Records for the exercise: Begin
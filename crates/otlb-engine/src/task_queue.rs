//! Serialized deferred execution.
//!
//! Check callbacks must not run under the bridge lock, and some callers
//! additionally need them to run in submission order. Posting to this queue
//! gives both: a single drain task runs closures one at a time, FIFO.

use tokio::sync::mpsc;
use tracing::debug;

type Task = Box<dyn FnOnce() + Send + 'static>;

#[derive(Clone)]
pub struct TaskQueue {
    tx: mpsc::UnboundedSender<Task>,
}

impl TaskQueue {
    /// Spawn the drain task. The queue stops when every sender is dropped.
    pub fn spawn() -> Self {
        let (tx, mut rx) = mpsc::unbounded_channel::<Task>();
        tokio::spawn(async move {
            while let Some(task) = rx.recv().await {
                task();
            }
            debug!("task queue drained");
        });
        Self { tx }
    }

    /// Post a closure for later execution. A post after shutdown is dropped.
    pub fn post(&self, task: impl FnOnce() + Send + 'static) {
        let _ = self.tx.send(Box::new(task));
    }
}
Records for the exercise: End
Records for the exercise: Begin
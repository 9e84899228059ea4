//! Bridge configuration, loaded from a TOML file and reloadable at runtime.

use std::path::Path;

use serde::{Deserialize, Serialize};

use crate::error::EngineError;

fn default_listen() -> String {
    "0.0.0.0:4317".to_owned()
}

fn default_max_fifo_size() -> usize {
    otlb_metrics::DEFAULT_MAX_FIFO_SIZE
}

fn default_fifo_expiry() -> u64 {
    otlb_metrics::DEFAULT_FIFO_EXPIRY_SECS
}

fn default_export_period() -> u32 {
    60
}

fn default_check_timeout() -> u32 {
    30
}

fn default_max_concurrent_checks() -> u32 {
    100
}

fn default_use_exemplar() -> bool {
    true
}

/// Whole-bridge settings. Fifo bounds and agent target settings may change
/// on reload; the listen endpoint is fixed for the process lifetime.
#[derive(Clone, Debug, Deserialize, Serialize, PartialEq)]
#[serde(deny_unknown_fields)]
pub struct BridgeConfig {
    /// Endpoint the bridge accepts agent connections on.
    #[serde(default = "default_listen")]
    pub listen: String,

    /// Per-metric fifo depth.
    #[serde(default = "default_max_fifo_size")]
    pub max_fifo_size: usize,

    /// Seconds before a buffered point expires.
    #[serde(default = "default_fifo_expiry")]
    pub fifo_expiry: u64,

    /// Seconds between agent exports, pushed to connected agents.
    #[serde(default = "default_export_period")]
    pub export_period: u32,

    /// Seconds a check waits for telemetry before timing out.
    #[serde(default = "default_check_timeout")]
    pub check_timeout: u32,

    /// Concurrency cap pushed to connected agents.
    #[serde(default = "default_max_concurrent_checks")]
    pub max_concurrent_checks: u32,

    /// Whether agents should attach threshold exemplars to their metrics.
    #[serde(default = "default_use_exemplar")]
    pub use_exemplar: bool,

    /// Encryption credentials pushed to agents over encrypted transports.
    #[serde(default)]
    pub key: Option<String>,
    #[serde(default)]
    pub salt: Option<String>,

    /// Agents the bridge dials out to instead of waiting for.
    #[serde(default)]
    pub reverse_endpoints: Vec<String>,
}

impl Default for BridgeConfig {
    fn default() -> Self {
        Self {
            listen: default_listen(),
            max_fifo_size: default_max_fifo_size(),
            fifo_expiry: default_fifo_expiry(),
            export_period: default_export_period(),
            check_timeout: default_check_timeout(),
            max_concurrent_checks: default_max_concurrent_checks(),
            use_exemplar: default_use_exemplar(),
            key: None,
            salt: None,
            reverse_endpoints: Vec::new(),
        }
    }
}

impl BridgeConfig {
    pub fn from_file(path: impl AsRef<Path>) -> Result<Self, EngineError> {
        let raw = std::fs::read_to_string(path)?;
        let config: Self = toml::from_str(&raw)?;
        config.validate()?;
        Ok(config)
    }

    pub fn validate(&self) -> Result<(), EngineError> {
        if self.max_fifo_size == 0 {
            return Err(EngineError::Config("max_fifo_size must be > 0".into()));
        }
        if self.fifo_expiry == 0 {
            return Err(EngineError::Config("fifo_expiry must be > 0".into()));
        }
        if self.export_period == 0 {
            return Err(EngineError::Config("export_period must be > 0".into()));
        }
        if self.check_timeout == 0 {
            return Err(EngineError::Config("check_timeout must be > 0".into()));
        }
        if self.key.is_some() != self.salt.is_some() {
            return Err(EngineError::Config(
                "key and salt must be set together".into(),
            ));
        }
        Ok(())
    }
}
Records for the exercise: End
Records for the exercise: Begin
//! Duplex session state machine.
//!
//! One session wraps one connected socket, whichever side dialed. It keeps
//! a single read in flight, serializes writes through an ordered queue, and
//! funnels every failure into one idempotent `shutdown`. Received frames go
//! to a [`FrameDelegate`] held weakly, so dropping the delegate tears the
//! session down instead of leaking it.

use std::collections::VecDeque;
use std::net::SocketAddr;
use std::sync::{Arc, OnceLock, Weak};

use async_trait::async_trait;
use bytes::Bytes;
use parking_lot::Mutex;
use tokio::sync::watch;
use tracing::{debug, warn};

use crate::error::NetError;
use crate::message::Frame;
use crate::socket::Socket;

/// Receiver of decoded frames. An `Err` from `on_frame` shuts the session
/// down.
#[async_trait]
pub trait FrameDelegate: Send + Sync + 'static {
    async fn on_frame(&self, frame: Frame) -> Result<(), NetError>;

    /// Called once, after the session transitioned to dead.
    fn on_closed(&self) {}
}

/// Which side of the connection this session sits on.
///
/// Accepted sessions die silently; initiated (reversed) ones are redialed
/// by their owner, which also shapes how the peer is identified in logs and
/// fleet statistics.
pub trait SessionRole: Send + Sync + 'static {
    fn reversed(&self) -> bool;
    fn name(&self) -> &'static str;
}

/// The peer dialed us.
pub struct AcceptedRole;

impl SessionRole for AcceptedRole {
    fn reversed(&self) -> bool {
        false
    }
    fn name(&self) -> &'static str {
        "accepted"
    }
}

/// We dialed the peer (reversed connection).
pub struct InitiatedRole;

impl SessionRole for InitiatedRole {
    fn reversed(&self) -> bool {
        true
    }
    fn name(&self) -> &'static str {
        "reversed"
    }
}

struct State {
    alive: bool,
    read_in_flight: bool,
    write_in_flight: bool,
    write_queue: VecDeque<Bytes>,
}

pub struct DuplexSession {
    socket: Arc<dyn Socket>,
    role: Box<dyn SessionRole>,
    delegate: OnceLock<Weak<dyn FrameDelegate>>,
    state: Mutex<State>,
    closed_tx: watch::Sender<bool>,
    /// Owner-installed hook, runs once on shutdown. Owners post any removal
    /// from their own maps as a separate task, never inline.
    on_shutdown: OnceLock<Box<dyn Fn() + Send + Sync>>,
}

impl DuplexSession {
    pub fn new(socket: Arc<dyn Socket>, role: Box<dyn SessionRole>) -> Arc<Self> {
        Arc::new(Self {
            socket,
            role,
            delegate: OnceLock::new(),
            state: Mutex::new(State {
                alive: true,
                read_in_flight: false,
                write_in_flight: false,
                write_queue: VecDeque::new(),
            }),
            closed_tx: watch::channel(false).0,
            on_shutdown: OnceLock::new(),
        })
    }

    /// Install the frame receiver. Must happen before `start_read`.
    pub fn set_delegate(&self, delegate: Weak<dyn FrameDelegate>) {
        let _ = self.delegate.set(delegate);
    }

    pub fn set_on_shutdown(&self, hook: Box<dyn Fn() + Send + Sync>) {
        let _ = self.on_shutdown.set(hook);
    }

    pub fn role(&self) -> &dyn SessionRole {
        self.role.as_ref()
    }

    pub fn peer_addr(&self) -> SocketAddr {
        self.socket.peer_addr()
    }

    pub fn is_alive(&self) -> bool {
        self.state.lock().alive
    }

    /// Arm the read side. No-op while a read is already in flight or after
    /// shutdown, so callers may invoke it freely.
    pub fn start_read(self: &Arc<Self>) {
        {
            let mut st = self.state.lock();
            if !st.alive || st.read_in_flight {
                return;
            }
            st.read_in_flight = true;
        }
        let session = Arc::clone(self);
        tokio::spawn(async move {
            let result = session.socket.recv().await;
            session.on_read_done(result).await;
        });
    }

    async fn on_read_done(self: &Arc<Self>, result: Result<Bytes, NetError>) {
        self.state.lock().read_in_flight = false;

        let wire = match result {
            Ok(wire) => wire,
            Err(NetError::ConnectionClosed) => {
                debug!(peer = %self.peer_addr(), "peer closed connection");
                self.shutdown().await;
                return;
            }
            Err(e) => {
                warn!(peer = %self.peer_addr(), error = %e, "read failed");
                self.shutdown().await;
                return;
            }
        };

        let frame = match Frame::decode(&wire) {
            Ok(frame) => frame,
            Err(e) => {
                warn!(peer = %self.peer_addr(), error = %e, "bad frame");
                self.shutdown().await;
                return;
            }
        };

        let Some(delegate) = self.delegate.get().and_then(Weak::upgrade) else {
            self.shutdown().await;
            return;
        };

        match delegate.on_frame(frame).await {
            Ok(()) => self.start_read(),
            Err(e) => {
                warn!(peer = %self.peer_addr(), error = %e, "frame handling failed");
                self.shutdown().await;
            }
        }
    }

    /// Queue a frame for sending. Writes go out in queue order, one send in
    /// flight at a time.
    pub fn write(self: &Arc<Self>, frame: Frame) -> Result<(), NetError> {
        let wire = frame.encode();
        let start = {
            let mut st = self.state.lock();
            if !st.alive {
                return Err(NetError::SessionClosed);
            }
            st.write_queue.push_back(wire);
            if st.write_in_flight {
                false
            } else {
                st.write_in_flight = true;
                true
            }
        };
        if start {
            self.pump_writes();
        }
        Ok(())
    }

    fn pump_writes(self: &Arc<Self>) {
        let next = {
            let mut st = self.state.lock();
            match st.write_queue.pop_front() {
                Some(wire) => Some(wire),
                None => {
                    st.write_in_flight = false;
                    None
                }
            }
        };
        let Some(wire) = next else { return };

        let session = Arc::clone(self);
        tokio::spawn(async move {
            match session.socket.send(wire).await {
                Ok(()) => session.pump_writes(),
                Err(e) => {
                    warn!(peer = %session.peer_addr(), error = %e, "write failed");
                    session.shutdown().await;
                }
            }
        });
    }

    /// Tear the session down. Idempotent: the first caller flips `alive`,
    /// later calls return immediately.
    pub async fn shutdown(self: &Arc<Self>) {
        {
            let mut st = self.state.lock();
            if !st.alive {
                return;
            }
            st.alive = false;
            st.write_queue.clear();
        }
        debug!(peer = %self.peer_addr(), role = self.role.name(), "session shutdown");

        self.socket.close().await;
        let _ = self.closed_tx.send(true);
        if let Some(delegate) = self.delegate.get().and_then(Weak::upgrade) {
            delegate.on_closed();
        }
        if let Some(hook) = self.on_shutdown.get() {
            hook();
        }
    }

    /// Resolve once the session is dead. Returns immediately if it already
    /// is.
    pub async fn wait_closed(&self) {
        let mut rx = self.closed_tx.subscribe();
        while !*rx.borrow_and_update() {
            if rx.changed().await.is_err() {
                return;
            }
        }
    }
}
Records for the exercise: End
## Activity
Read through the listing and copy each line in which the word "FrameDelegate" occurs.

## Exercise solution
//! to a [`FrameDelegate`] held weakly, so dropping the delegate tears the
pub trait FrameDelegate: Send + Sync + 'static {
    delegate: OnceLock<Weak<dyn FrameDelegate>>,
    pub fn set_delegate(&self, delegate: Weak<dyn FrameDelegate>) {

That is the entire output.